Short stops: George Washington Carver National Monument

The first national park unit dedicated to a person of color and a non-president lies off a series of innocuous farm roads in southwestern Missouri. 

Before George Washington Carver debarked for the Tuskegee Institute and made his name in science, he grew up as a slave in southwest Missouri. Born in the latter years of the Civil War, the site of the national monument includes the farm where Carver grew up, along with a voluminous museum about his life and accomplishments. 

The monument received approval in 1943, not long after Carver’s death, at a time when new monument designation had been suspended due to World War II. A statue of Carver as a boy sits in the forest, its representation of his youthful longing for knowledge. 

After Emancipation, George continued to live with the Carvers until that thirst led him to move in with a family in town so he could attend the local Black school. George never lived with the Carvers again, although he paid visits over the years. 

 Later he earned bachelor’s and master’s degrees in agriculture from Iowa State Agricultural College (today’s Iowa State University) before taking Booker T. Washington’s offer to lead the nascent agricultural department at Alabama’s Tuskegee Institute. 

Carver often gets simplified into “the peanut guy,” but he spent his lifetime developing sustainable farming techniques and using peanut and soybean farming to move Southern farmers away from cotton. By the end of his life, he bridged color lines of the day and spoke to students at all-white colleges and advised Thomas Edison and Henry Ford on potential industrial uses for plants. I walked the grounds, even as the winds howled through the trees and inconsequential snow pelted me. 
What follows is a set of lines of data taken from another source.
use async_trait::async_trait;
use reqwest::Client;
use tracing::debug;

use crate::errors::{CrawlerError, ErrorKind, Error, Result};
use crate::module::base::{CalculateScore, Downloader, Module, ModuleBase};
use crate::module::data::{Request, Response};
use crate::module::mid::{Mid, ModuleType};

/// Downloader backed by a reqwest client
pub struct HttpDownloader {
    base: ModuleBase,
    client: Client,
}

impl HttpDownloader {
    pub fn new(mid: Mid, client: Client, score_calculator: Option<CalculateScore>) -> Result<Self> {
        let base = ModuleBase::new(mid, score_calculator)?;
        if base.module_type() != ModuleType::Downloader {
            return Err(Error::illegal_parameter(format!(
                "not a downloader ID: {}",
                base.id()
            )));
        }
        Ok(Self { base, client })
    }
}

impl Module for HttpDownloader {
    fn base(&self) -> &ModuleBase {
        &self.base
    }
}

#[async_trait]
impl Downloader for HttpDownloader {
    async fn download(&self, request: Request) -> Result<Response> {
        let _handling = self.base.start_handling();
        self.base.incr_called();

        let scheme = request.url.scheme();
        if scheme != "http" && scheme != "https" {
            return Err(Error::illegal_parameter(format!(
                "unsupported URL scheme: {}",
                request.url
            )));
        }
        self.base.incr_accepted();

        debug!(url = %request.url, depth = request.depth, "Downloading");
        let http_response = self
            .client
            .request(request.method.clone(), request.url.clone())
            .headers(request.headers.clone())
            .send()
            .await
            .map_err(|e| CrawlerError::new(ErrorKind::Downloader, e.to_string()))?;

        let status = http_response.status().as_u16();
        let headers = http_response.headers().clone();
        let body = http_response
            .bytes()
            .await
            .map_err(|e| CrawlerError::new(ErrorKind::Downloader, e.to_string()))?;

        self.base.incr_completed();

        Ok(Response {
            url: request.url,
            status,
            headers,
            body: body.to_vec(),
            depth: request.depth,
        })
    }
}
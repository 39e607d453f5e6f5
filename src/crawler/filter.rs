use std::collections::HashSet;
use std::fmt;
use std::sync::{LazyLock, Mutex, PoisonError, RwLock};

use regex::Regex;
use tracing::debug;
use url::{Host, Url};

use crate::errors::{Error, Result};
use crate::module::Request;

/// Second-level labels that sit under a country code (`example.co.uk`)
static SECOND_LEVEL: LazyLock<Option<Regex>> =
    LazyLock::new(|| Regex::new(r"^(ac|co|com|edu|gov|ltd|me|mil|net|nic|org|plc|sch)$").ok());

/// Why a request was or was not let into the request pool
#[derive(Debug, Clone, Copy, PartialEq, Eq)]
pub enum Admission {
    Accepted,
    UnsupportedScheme,
    TooDeep,
    ForeignDomain,
    Duplicate,
}

impl Admission {
    pub fn is_accepted(self) -> bool {
        self == Self::Accepted
    }
}

impl fmt::Display for Admission {
    fn fmt(&self, f: &mut fmt::Formatter<'_>) -> fmt::Result {
        let reason = match self {
            Self::Accepted => "accepted",
            Self::UnsupportedScheme => "unsupported scheme",
            Self::TooDeep => "beyond max depth",
            Self::ForeignDomain => "primary domain not accepted",
            Self::Duplicate => "already seen",
        };
        f.write_str(reason)
    }
}

/// Decides which requests may enter the request pool
pub struct RequestFilter {
    /// Deepest level allowed (inclusive)
    max_depth: u32,

    /// Accepted primary domains, lowercase
    accepted_domains: RwLock<HashSet<String>>,

    /// Normalized URLs already admitted
    seen_urls: Mutex<HashSet<String>>,
}

impl RequestFilter {
    pub fn new<I, S>(max_depth: u32, accepted_domains: I) -> Self
    where
        I: IntoIterator<Item = S>,
        S: AsRef<str>,
    {
        let accepted_domains = accepted_domains
            .into_iter()
            .map(|domain| domain.as_ref().trim().to_lowercase())
            .collect();

        Self {
            max_depth,
            accepted_domains: RwLock::new(accepted_domains),
            seen_urls: Mutex::new(HashSet::new()),
        }
    }

    pub fn max_depth(&self) -> u32 {
        self.max_depth
    }

    /// Accept another primary domain
    pub fn add_domain(&self, domain: &str) {
        self.accepted_domains
            .write()
            .unwrap_or_else(PoisonError::into_inner)
            .insert(domain.to_lowercase());
    }

    pub fn accepts_domain(&self, domain: &str) -> bool {
        self.accepted_domains
            .read()
            .unwrap_or_else(PoisonError::into_inner)
            .contains(&domain.to_lowercase())
    }

    /// Check a request and, when it passes, remember its URL so later
    /// copies are refused
    pub fn admit(&self, request: &Request) -> Admission {
        let url = &request.url;

        if !matches!(url.scheme(), "http" | "https") {
            debug!("Skipping URL with unsupported scheme: {}", url);
            return Admission::UnsupportedScheme;
        }

        if request.depth > self.max_depth {
            debug!(depth = request.depth, "Skipping URL beyond max depth: {}", url);
            return Admission::TooDeep;
        }

        let domain = match url.host_str().map(primary_domain) {
            Some(Ok(domain)) => domain,
            _ => {
                debug!("Skipping URL without a usable host: {}", url);
                return Admission::ForeignDomain;
            }
        };
        if !self.accepts_domain(&domain) {
            debug!("Skipping URL from non-accepted domain {}: {}", domain, url);
            return Admission::ForeignDomain;
        }

        let normalized = normalize_url(url);
        let inserted = self
            .seen_urls
            .lock()
            .unwrap_or_else(PoisonError::into_inner)
            .insert(normalized);
        if !inserted {
            debug!("Skipping already seen URL: {}", url);
            return Admission::Duplicate;
        }

        Admission::Accepted
    }

    /// Number of distinct URLs admitted so far
    pub fn seen_count(&self) -> usize {
        self.seen_urls
            .lock()
            .unwrap_or_else(PoisonError::into_inner)
            .len()
    }
}

/// Normalize a URL to avoid duplicates due to minor differences
pub fn normalize_url(url: &Url) -> String {
    let mut normalized = url.clone();

    // The url crate already lowercases hosts and drops default ports
    normalized.set_fragment(None);

    if let Some(query) = normalized.query() {
        if query.is_empty() {
            normalized.set_query(None);
        } else {
            let mut params: Vec<(String, String)> = normalized
                .query_pairs()
                .map(|(k, v)| (k.into_owned(), v.into_owned()))
                .collect();
            params.sort();
            normalized.query_pairs_mut().clear().extend_pairs(params);
        }
    }

    normalized.to_string()
}

/// Registrable domain of a host: `www.example.com` gives `example.com`,
/// `shop.example.co.uk` gives `example.co.uk`. IP addresses are their own
/// primary domain.
pub fn primary_domain(host: &str) -> Result<String> {
    let host = host.trim().trim_end_matches('.').to_lowercase();
    if host.is_empty() {
        return Err(Error::illegal_parameter("empty host"));
    }
    if matches!(Host::parse(&host), Ok(Host::Ipv4(_) | Host::Ipv6(_))) {
        return Ok(host);
    }

    let labels: Vec<&str> = host.split('.').collect();
    if labels.iter().any(|label| label.is_empty()) {
        return Err(Error::illegal_parameter(format!("malformed host: {}", host)));
    }

    let keep = match labels.as_slice() {
        [.., _, second, tld]
            if tld.len() == 2
                && SECOND_LEVEL.as_ref().is_some_and(|re| re.is_match(second)) =>
        {
            3
        }
        _ => 2,
    };
    let start = labels.len().saturating_sub(keep);
    Ok(labels[start..].join("."))
}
The cemetery had little connection to Carver. Its burials dated to the 1830s, but mostly involved the white settlers on the property, including Amos Carver, who bought George as a boy. George Washington Carver does not lie there - he was buried in Alabama at the Tuskegee Institute. 

Outside the woods that protects the house and the statue, the wind lashed me at the cemetery, and pellet snow continued until I could return to the forest. The Carver House is strangely peaceful, even as the wind barely rippled Williams Pond. In wintertime, when no one else wanted to walk these trails, I felt a little relaxed for once. 

One sign stood out more than the others. Moses Carver lost George’s mother and George a bandit but a neighbor recovered George from the raiders. Moses traded a $300 racehorse to recover George. Sadly, George’s mother was never seen again. I’m not sure what that says about Amos Carver. I would like it to be positive, even if I suspect he acted for his property. 

That Amos Carver was enlightened enough to allow George to pursue an education was enough, I suppose, since we would have been deprived of a keen mind that made major contributions to agriculture and conservation.